Friday, 30 July 2010

Can Somebody Give the Audit Committee a Slap?

I'm beginning to think that the Audit Committee will believe anything they're told, especially where housing benefits are concerned.

In March 2009 I wrote about how NCC's internal audit service reported various problems, including claims processing accuracy, to the Audit Committee meeting on 13 February 2009. In response the committee said -

"(i) under ‘post payment checks’, Internal Audit had determined that the reasons for basic errors should be investigated and urgently fed back into targeted training to improve accuracy levels;
 

(ii) under ‘processing of new claims’, Internal Audit had determined that the reasons for poor performance should be investigated and urgently fed back into targeted training to improve accuracy levels;
 

In response to (i) and (ii) above, it was reported that both actions had been completed and all staff were now fully trained" 

So. Everything's ok then. It's all tickety-boo.

Moving onto the 18 December 2009 meeting, which I wrote about in January of this year, the committee had an interim progress report from the Audit Commission which was none too complimentary about Housing Benefits and in fact said that accuracy levels were getting worse -

"We found a higher number of errors in the processing of individual claims than in previous years, although the overall effect on the amount of subsidy due to the Council was small. We will be discussing with officers why the number of errors in our samples has increased."

Surely that would worry you following the internal report before the earlier committee? It doesn't seem so, they were mollified with -

"...that quality control errors in individual benefit claims’ processing, highlighted during the audit, were being addressed through joint working between officers and the Audit Commission;
 

attempted fraudulent benefit claims would be identified by application of the City’s Counter Fraud Strategy and the Government’s National Fraud Strategy."

Again, it's all fiiiiine, nothing to worry about, chill man.

Essentially the committee were taken in hook, line and sinker. I wrote about the bombshell that awaited the committee at its 28 May 2010 meeting last month and we've just got the minutes through. To remind you, the Audit Commission informed them at this meeting that NCC's claim for Housing Benefit subsidy was so strewn with errors that they had been overpaid by around £2m. Using the accepted international scale of fuck-ups I think that one deserves 'almighty' status.

And despite the various reassurances given at previous meetings the commission found that errors had increased further and that no quality control activity had been carried out through 2008/9 and 2009/10. This means that at least a similar level of error is expected next year.

This time the committee would have had enough surely? They're going to put their foot down this time right? Wrong.

"the issues raised in the report, around housing and council tax benefits, were not only a City problem, they occurred at most authorities nationally;
 

the City was expecting a £2 million shortfall (from the expected Department for Work and Pensions grant of £133 million) due to the issues mentioned above;

with regard to items such as taxes, the City was putting action plans in place to address the issues raised in the report."

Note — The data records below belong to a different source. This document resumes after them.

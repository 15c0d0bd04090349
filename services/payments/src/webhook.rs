//! M-Pesa C2B validation and confirmation webhooks
//!
//! Both entry points always answer with a [`WebhookResponse`]. Failures,
//! including timeouts and malformed bodies, become a `ResultCode: 1` reply
//! and a log line. The deadline covers recording a confirmation, not the
//! auto-reconciliation that follows it: once a transaction is stored the
//! reply is always a success.

use std::future::Future;
use std::sync::Arc;
use std::time::Duration;
use tracing::{error, info, warn};
use uuid::Uuid;

use crate::{
    error::{PaymentError, PaymentResult},
    models::{
        C2bEvent, MpesaTransaction, NewMpesaTransaction, PaybillSettings, TransactionInsert, Unit,
        WebhookResponse,
    },
    reconcile::Reconciler,
    repositories::PaymentStore,
};

const ACCEPTED: &str = "Accepted";
const CONFIRMED: &str = "Success";
const ALREADY_PROCESSED: &str = "Already processed";

/// What a confirmation left in the store
enum Recorded {
    Duplicate,
    Created {
        transaction: MpesaTransaction,
        auto_reconcile: bool,
    },
}

/// Paybill, unit and tenant an event pays for
struct Target {
    paybill: PaybillSettings,
    unit: Unit,
    tenant_id: Uuid,
}

#[derive(Clone)]
pub struct WebhookProcessor {
    store: Arc<dyn PaymentStore>,
    reconciler: Reconciler,
    timeout: Duration,
}

impl WebhookProcessor {
    pub fn new(store: Arc<dyn PaymentStore>, reconciler: Reconciler, timeout: Duration) -> Self {
        Self {
            store,
            reconciler,
            timeout,
        }
    }

    /// Decide whether the gateway should accept a pending payment
    pub async fn validate(&self, body: &[u8]) -> WebhookResponse {
        match self.bounded("validation", self.try_validate(body)).await {
            Ok(desc) => WebhookResponse::accept(desc),
            Err(rejection) => rejection,
        }
    }

    /// Record a completed payment
    pub async fn confirm(&self, body: &[u8]) -> WebhookResponse {
        match self.bounded("confirmation", self.record(body)).await {
            Ok(Recorded::Duplicate) => WebhookResponse::accept(ALREADY_PROCESSED),
            Ok(Recorded::Created {
                transaction,
                auto_reconcile,
            }) => {
                if auto_reconcile {
                    self.auto_reconcile(&transaction).await;
                }
                WebhookResponse::accept(CONFIRMED)
            }
            Err(rejection) => rejection,
        }
    }

    /// Run `work` under the webhook deadline, turning failures into the
    /// rejection the gateway receives
    async fn bounded<T, F>(&self, stage: &str, work: F) -> Result<T, WebhookResponse>
    where
        F: Future<Output = PaymentResult<T>>,
    {
        match tokio::time::timeout(self.timeout, work).await {
            Ok(Ok(value)) => Ok(value),
            Ok(Err(e)) => {
                warn!("Rejected M-Pesa {}: {}", stage, e);
                Err(WebhookResponse::reject(e.result_desc()))
            }
            Err(_) => {
                warn!(
                    "M-Pesa {} did not finish within {:?}",
                    stage, self.timeout
                );
                Err(WebhookResponse::reject(PaymentError::Timeout.result_desc()))
            }
        }
    }

    /// Reconcile a freshly stored transaction. Failures and overruns are
    /// logged and leave it `confirmed` for manual reconciliation.
    async fn auto_reconcile(&self, transaction: &MpesaTransaction) {
        let work = self.reconciler.reconcile(transaction.id, None);
        match tokio::time::timeout(self.timeout, work).await {
            Ok(Ok(payment)) => info!(
                "Auto-reconciled {} as {}",
                transaction.trans_id, payment.receipt_number
            ),
            Ok(Err(e)) => error!(
                "Auto-reconciliation of {} failed: {}",
                transaction.trans_id, e
            ),
            Err(_) => error!(
                "Auto-reconciliation of {} did not finish within {:?}",
                transaction.trans_id, self.timeout
            ),
        }
    }

    async fn try_validate(&self, body: &[u8]) -> PaymentResult<&'static str> {
        let (event, _) = parse(body)?;
        let target = self.resolve(&event).await?;

        if event.trans_amount < target.unit.rent_amount {
            return Err(PaymentError::AmountTooLow);
        }

        info!(
            "Validated {} of {} for unit {}",
            event.trans_id, event.trans_amount, target.unit.unit_number
        );
        Ok(ACCEPTED)
    }

    async fn record(&self, body: &[u8]) -> PaymentResult<Recorded> {
        let (event, raw_payload) = parse(body)?;
        let target = self.resolve(&event).await?;

        if self
            .store
            .find_transaction_by_trans_id(&event.trans_id)
            .await?
            .is_some()
        {
            info!("Transaction {} already processed", event.trans_id);
            return Ok(Recorded::Duplicate);
        }

        let inserted = self
            .store
            .insert_transaction(NewMpesaTransaction {
                trans_id: event.trans_id.clone(),
                transaction_type: event.transaction_type.clone(),
                trans_time: event.transacted_at(),
                trans_amount: event.trans_amount,
                business_short_code: event.business_short_code.clone(),
                bill_ref_number: event.unit_reference().to_string(),
                msisdn: event.msisdn.clone(),
                payer_name: event.payer_name(),
                company_id: target.paybill.company_id,
                unit_id: target.unit.id,
                tenant_id: target.tenant_id,
                property_id: target.unit.property_id,
                raw_payload,
            })
            .await?;

        let transaction = match inserted {
            TransactionInsert::Created(transaction) => transaction,
            TransactionInsert::Duplicate(_) => {
                info!("Transaction {} already processed", event.trans_id);
                return Ok(Recorded::Duplicate);
            }
        };

        info!(
            "Recorded M-Pesa transaction {} for unit {}",
            transaction.trans_id, target.unit.unit_number
        );
        Ok(Recorded::Created {
            transaction,
            auto_reconcile: target.paybill.auto_reconcile,
        })
    }

    async fn resolve(&self, event: &C2bEvent) -> PaymentResult<Target> {
        let paybill = self
            .store
            .find_active_paybill_by_shortcode(event.business_short_code.trim())
            .await?
            .ok_or(PaymentError::InvalidShortcode)?;

        let reference = event.unit_reference();
        if reference.is_empty() {
            return Err(PaymentError::InvalidUnit);
        }

        let unit = self
            .store
            .find_unit_by_number(paybill.company_id, reference)
            .await?
            .ok_or(PaymentError::InvalidUnit)?;

        let tenant_id = unit.current_tenant_id.ok_or(PaymentError::UnitVacant)?;

        Ok(Target {
            paybill,
            unit,
            tenant_id,
        })
    }
}

/// Decode the event while keeping the body verbatim for audit
fn parse(body: &[u8]) -> PaymentResult<(C2bEvent, serde_json::Value)> {
    let raw: serde_json::Value =
        serde_json::from_slice(body).map_err(|e| PaymentError::InvalidPayload(e.to_string()))?;
    let event = serde_json::from_value(raw.clone())
        .map_err(|e| PaymentError::InvalidPayload(e.to_string()))?;
    Ok((event, raw))
}

#[cfg(test)]
mod tests {
    use super::*;

    #[test]
    fn parse_keeps_the_raw_body() {
        let body = br#"{"TransID":"X1","TransAmount":"10","BusinessShortCode":"600984","MSISDN":"254700000000","Extra":"kept"}"#;
        let (event, raw) = parse(body).expect("parses");
        assert_eq!(event.trans_id, "X1");
        assert_eq!(raw["Extra"], "kept");
    }

    #[test]
    fn parse_rejects_garbage() {
        assert!(matches!(
            parse(b"not json"),
            Err(PaymentError::InvalidPayload(_))
        ));
        assert!(matches!(
            parse(br#"{"TransAmount":"10"}"#),
            Err(PaymentError::InvalidPayload(_))
        ));
    }
}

Calling it a shortfall rather than an overpayment probably makes it sound less contentious. And another vague promise of 'action plans' seems to again satisfy the committee that all will be well.

We're beyond hook line and sinker now, we're talking beer-battered and wrapped in newspaper with a sachet of brown sauce to go. I mean what is wrong with these people, are they goldfish? Can they not remember anything from one meeting to the next?

I really don't know how things are supposed to improve if nobody is held to account and proper measures put in place to fix the problem. Issues of accuracy go back years as NCC sacrificed quality for quantity in an effort to get processing times down.

If the government asks for its £2m back that should hopefully be a wake-up call because that will significantly mess up the accounts. But the Audit Committee need a slap quite frankly because they've had warnings of these problems and they did nothing.